> **Assignment**: Identify, in the records below, every line where the string "None" appears, and copy each such line.

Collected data

☆ ☆ ☆

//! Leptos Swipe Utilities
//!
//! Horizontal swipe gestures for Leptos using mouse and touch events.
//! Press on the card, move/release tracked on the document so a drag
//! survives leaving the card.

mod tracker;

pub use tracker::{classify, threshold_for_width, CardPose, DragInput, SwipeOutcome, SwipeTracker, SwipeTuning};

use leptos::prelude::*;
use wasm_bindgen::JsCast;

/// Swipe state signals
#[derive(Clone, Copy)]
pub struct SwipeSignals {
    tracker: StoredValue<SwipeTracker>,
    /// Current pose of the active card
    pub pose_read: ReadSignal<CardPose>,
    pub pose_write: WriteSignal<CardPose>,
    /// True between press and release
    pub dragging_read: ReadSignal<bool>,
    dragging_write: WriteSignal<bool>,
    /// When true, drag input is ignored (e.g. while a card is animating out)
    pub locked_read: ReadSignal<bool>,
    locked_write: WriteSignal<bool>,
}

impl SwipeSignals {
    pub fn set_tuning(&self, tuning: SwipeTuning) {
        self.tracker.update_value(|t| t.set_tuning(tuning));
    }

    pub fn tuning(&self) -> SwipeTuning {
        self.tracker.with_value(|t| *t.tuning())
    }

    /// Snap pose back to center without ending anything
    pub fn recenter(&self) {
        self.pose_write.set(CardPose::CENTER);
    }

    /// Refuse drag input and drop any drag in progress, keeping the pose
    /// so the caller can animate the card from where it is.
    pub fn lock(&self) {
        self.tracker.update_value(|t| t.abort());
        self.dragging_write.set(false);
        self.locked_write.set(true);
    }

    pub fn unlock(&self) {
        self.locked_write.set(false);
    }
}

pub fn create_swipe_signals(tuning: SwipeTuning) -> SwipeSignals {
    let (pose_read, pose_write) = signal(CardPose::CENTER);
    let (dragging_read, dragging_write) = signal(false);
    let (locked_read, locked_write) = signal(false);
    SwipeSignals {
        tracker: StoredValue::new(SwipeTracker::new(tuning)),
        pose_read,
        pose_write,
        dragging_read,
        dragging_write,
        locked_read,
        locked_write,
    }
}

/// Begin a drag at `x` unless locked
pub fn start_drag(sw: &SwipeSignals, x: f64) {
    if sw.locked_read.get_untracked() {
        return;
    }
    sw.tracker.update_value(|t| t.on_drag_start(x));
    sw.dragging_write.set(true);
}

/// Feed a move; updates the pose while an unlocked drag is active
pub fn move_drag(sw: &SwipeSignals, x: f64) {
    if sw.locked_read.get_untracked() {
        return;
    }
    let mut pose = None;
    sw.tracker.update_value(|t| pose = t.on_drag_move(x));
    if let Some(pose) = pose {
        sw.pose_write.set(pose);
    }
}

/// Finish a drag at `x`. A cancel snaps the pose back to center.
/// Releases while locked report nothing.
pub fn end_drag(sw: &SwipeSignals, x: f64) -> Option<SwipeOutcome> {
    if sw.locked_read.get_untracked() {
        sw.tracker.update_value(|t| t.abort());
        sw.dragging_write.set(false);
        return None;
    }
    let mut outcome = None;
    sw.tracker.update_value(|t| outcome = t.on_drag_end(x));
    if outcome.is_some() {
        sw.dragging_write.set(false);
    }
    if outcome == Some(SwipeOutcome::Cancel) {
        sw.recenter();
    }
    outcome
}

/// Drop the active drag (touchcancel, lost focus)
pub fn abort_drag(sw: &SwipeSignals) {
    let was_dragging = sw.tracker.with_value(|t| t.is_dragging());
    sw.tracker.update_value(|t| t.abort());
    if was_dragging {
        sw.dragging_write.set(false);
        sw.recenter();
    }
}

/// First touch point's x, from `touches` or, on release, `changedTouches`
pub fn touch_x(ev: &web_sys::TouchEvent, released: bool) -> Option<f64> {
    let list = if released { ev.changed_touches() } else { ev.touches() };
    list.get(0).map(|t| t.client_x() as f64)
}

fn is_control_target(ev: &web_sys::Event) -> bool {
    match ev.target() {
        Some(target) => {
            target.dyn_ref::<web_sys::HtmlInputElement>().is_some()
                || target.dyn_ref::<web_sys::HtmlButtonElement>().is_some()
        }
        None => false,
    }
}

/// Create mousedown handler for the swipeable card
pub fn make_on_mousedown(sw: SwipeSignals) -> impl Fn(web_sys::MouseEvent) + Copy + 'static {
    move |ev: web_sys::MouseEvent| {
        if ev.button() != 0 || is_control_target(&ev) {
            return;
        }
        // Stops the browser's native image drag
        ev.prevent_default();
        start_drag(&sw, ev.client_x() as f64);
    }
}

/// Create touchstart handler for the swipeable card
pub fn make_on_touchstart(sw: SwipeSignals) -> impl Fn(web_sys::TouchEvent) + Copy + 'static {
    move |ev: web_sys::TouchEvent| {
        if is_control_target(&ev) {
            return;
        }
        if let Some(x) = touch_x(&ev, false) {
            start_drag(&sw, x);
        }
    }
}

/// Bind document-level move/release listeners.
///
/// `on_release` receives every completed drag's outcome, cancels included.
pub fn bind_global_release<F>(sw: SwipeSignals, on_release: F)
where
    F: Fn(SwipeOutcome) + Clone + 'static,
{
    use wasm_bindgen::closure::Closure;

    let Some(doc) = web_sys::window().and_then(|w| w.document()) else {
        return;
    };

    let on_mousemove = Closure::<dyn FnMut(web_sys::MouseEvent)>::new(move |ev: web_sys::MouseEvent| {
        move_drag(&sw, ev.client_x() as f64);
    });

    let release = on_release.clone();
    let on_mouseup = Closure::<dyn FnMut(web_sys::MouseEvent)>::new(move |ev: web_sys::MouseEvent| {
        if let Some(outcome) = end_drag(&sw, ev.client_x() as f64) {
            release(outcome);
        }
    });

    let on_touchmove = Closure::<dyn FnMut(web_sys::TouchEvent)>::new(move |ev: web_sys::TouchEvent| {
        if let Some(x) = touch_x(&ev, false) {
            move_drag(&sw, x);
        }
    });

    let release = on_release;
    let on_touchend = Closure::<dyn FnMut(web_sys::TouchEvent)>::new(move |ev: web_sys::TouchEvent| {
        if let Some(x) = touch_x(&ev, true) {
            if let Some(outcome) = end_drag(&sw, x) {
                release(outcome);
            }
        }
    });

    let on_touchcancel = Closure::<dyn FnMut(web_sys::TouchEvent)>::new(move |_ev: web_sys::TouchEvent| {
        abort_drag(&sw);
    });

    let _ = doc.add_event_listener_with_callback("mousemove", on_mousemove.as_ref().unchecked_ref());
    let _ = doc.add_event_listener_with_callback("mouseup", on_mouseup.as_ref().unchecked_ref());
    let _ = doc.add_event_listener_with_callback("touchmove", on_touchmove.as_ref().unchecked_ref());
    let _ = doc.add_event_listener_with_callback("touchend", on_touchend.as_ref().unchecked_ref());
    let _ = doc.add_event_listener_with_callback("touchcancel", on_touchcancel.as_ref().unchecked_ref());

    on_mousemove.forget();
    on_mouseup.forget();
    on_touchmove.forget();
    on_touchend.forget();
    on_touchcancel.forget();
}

☆ ☆ ☆

> **Solution for this exercise**:
    let mut pose = None;
        return None;
    let mut outcome = None;
        None => false,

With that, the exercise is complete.